Looking past entertainment, we’re seeing this more so now with online services replacing what would initially have been a trip to the drug store or grocery store. Through the internet, online channels of distribution have created efficient ways to cut out the need for shipping to retail, which can cut down the cost of the product or service, along with the added perk of delivering to your door. The successful example of this online subscription model has been Dollar Shave Club. DSC have been able to successfully disrupt the razor market because they have been able to bypass the need of going to a store, and done so in a way that adds more value to the consumer by offering a competitively priced product without having to go farther than your front door. We are starting to see similar trends in cuisine with companies like Blue Apron offering meal subscriptions, even in the clothing industry with companies like Meundies offering monthly subscriptions for underwear.
Now, some of these industries are a bit gimmickier than others when it comes to online distribution. On the one hand, online video streaming continues to dominate through digital distribution. However, buying razors, underwear, and food is something that is still consumed through a physical store, for the most part. I don’t believe we are at a point that we should fear the loss of brick and mortar stores outright, but, businesses will have to be more innovative to justify their market value down the road. The format of the video store was fine, and was the most efficient way to distribute home entertainment for decades. It was made obsolete through online streaming, ending its market value, and that trend will continue for many industries.
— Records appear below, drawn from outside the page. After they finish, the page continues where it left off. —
use bevy::log::debug;

use super::fretboard::FretboardElements;
use super::result::{ActivationResult, ActiveNote, Diagnostic};
use crate::theory::{GuitarString, PitchClass};
use crate::voicing::{RootTable, Voicing};

/// Elements lit by one activation, with the handles needed to undo them.
pub(crate) struct Activation<H> {
    pub handles: Vec<H>,
    pub notes: Vec<ActiveNote>,
    pub root: Option<usize>,
    pub skipped: Vec<(GuitarString, PitchClass)>,
    pub diagnostics: Vec<Diagnostic>,
}

/// Lights every note of `voicing` and marks exactly one of them as root.
///
/// The caller resets the fretboard first; [`VoicingEngine::apply`] does both
/// in one step.
///
/// [`VoicingEngine::apply`]: super::VoicingEngine::apply
pub fn activate<E: FretboardElements>(
    voicing: &Voicing,
    root_table: &RootTable,
    chord_root: &str,
    elements: &mut E,
) -> ActivationResult {
    let activation = activate_notes(voicing, root_table.get(chord_root), elements);
    ActivationResult {
        root_element: activation.root.map(|i| activation.notes[i].clone()),
        activated: activation.notes,
        skipped_pairs: activation.skipped,
        suppressed: Vec::new(),
        diagnostics: activation.diagnostics,
    }
}

pub(crate) fn activate_notes<E: FretboardElements>(
    voicing: &Voicing,
    root_pitch: Option<&PitchClass>,
    elements: &mut E,
) -> Activation<E::Handle> {
    let mut activation = Activation {
        handles: Vec::with_capacity(voicing.len()),
        notes: Vec::with_capacity(voicing.len()),
        root: None,
        skipped: Vec::new(),
        diagnostics: Vec::new(),
    };

    // A `true` tag wins over the root table; all-`false` flags fall back to it.
    let tagged = voicing.has_tagged_root();
    let mut candidates = Vec::new();

    for (string, note) in voicing.notes() {
        let Some(handle) = elements.find_element(string, &note.pitch) else {
            debug!("No element for {} on {}, skipping", note.pitch, string);
            activation.skipped.push((string, note.pitch.clone()));
            activation.diagnostics.push(Diagnostic::ElementNotFound {
                string,
                pitch: note.pitch.clone(),
            });
            continue;
        };
        if activation.handles.contains(&handle) {
            continue;
        }

        elements.set_active(handle, true);

        let is_root = if tagged {
            note.is_root == Some(true)
        } else {
            root_pitch == Some(&note.pitch)
        };
        if is_root {
            candidates.push(activation.notes.len());
        }

        activation.handles.push(handle);
        activation.notes.push(ActiveNote {
            string,
            pitch: note.pitch.clone(),
            fret: elements.fret(handle),
        });
    }

    if activation.notes.is_empty() {
        return activation;
    }

    if candidates.len() != 1 {
        activation.diagnostics.push(Diagnostic::AmbiguousRoot {
            candidates: candidates.len(),
        });
    }
    let root = candidates.first().copied().unwrap_or(0);
    elements.set_root(activation.handles[root], true);
    activation.root = Some(root);

    activation
}
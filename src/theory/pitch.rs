use std::cmp::Ordering;
use std::fmt;
use std::hash::{Hash, Hasher};
use std::str::FromStr;

use super::ParseError;

const FLAT_NAMES: [&str; 12] = [
    "c", "db", "d", "eb", "e", "f", "gb", "g", "ab", "a", "bb", "b",
];

/// A fretted tone: note letter, optional accidental and octave marker
/// (`c1`, `gb2`, `f#0`, `b-1`).
///
/// Two pitch classes compare equal when they sound the same, so `gb2` and
/// `f#2` address the same fretboard element. The original spelling is kept
/// for display.
#[derive(Debug, Clone)]
pub struct PitchClass {
    semitone: i32,
    label: String,
}

impl PitchClass {
    pub fn from_semitone(semitone: i32) -> Self {
        let octave = semitone.div_euclid(12);
        let step = semitone.rem_euclid(12) as usize;
        Self {
            semitone,
            label: format!("{}{}", FLAT_NAMES[step], octave),
        }
    }

    /// Absolute semitone number, `c0` being 0.
    pub fn semitone(&self) -> i32 {
        self.semitone
    }

    /// Note name without the octave marker, as spelled in the source.
    pub fn note_name(&self) -> &str {
        let end = self
            .label
            .find(|c: char| c == '-' || c.is_ascii_digit())
            .unwrap_or(self.label.len());
        &self.label[..end]
    }

    pub fn as_str(&self) -> &str {
        &self.label
    }

    pub fn transpose(&self, semitones: i32) -> Self {
        Self::from_semitone(self.semitone + semitones)
    }
}

fn letter_semitone(letter: char) -> Option<i32> {
    match letter {
        'c' => Some(0),
        'd' => Some(2),
        'e' => Some(4),
        'f' => Some(5),
        'g' => Some(7),
        'a' => Some(9),
        'b' => Some(11),
        _ => None,
    }
}

fn parse_octave(text: &str) -> Option<i32> {
    let digits = text.strip_prefix('-').unwrap_or(text);
    if digits.is_empty() || !digits.chars().all(|c| c.is_ascii_digit()) {
        return None;
    }
    text.parse().ok()
}

impl FromStr for PitchClass {
    type Err = ParseError;

    fn from_str(s: &str) -> Result<Self, Self::Err> {
        let label = s.trim().to_ascii_lowercase();
        let invalid = || ParseError::InvalidPitch(s.to_string());

        let mut chars = label.chars();
        let letter = chars.next().ok_or_else(invalid)?;
        let base = letter_semitone(letter).ok_or_else(invalid)?;
        let rest = chars.as_str();

        // "bb1" is b-flat, "b1" is b natural; the octave must follow either way.
        let (offset, octave_text) = match rest.chars().next() {
            Some('b') if parse_octave(&rest[1..]).is_some() => (-1, &rest[1..]),
            Some('#') => (1, &rest[1..]),
            _ => (0, rest),
        };
        let octave = parse_octave(octave_text).ok_or_else(invalid)?;

        Ok(Self {
            semitone: octave * 12 + base + offset,
            label,
        })
    }
}

impl fmt::Display for PitchClass {
    fn fmt(&self, f: &mut fmt::Formatter<'_>) -> fmt::Result {
        f.write_str(&self.label)
    }
}

impl PartialEq for PitchClass {
    fn eq(&self, other: &Self) -> bool {
        self.semitone == other.semitone
    }
}

impl Eq for PitchClass {}

impl Hash for PitchClass {
    fn hash<H: Hasher>(&self, state: &mut H) {
        self.semitone.hash(state);
    }
}

impl PartialOrd for PitchClass {
    fn partial_cmp(&self, other: &Self) -> Option<Ordering> {
        Some(self.cmp(other))
    }
}

impl Ord for PitchClass {
    fn cmp(&self, other: &Self) -> Ordering {
        self.semitone.cmp(&other.semitone)
    }
}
My view is that over the next few decades the transition we will see is the emergence of stores that provide something experience driven, with necessity driven business being primarily online. Things that are a chore to buy, such as groceries, medical supplies, hygiene products, etc. will find more of a place through online distribution. It stands to reason that experiences that are truly unique, will have more of a role as physical operations.
It’s important to keep in mind this competitive shift from tech in the market has been of astronomical benefit to the consumer. These market disruptions, in established industries, has made it so that as consumers we can utilize products and services cheaper and faster through our phone. It is fair to say that our day to day life has improved with Netflix being the new market standard for entertainment, and why would we go back? As consumers we have more choice than ever, It is only improving, and is easier than ever with more content being streamlined to your phone.
Will all our transactions be done through our phone? I’m doubtful, yet, I would not be surprised if brick and mortar businesses, 20 years from now, would have to offer something unique in order to compete with the ever growing realm of digital distribution.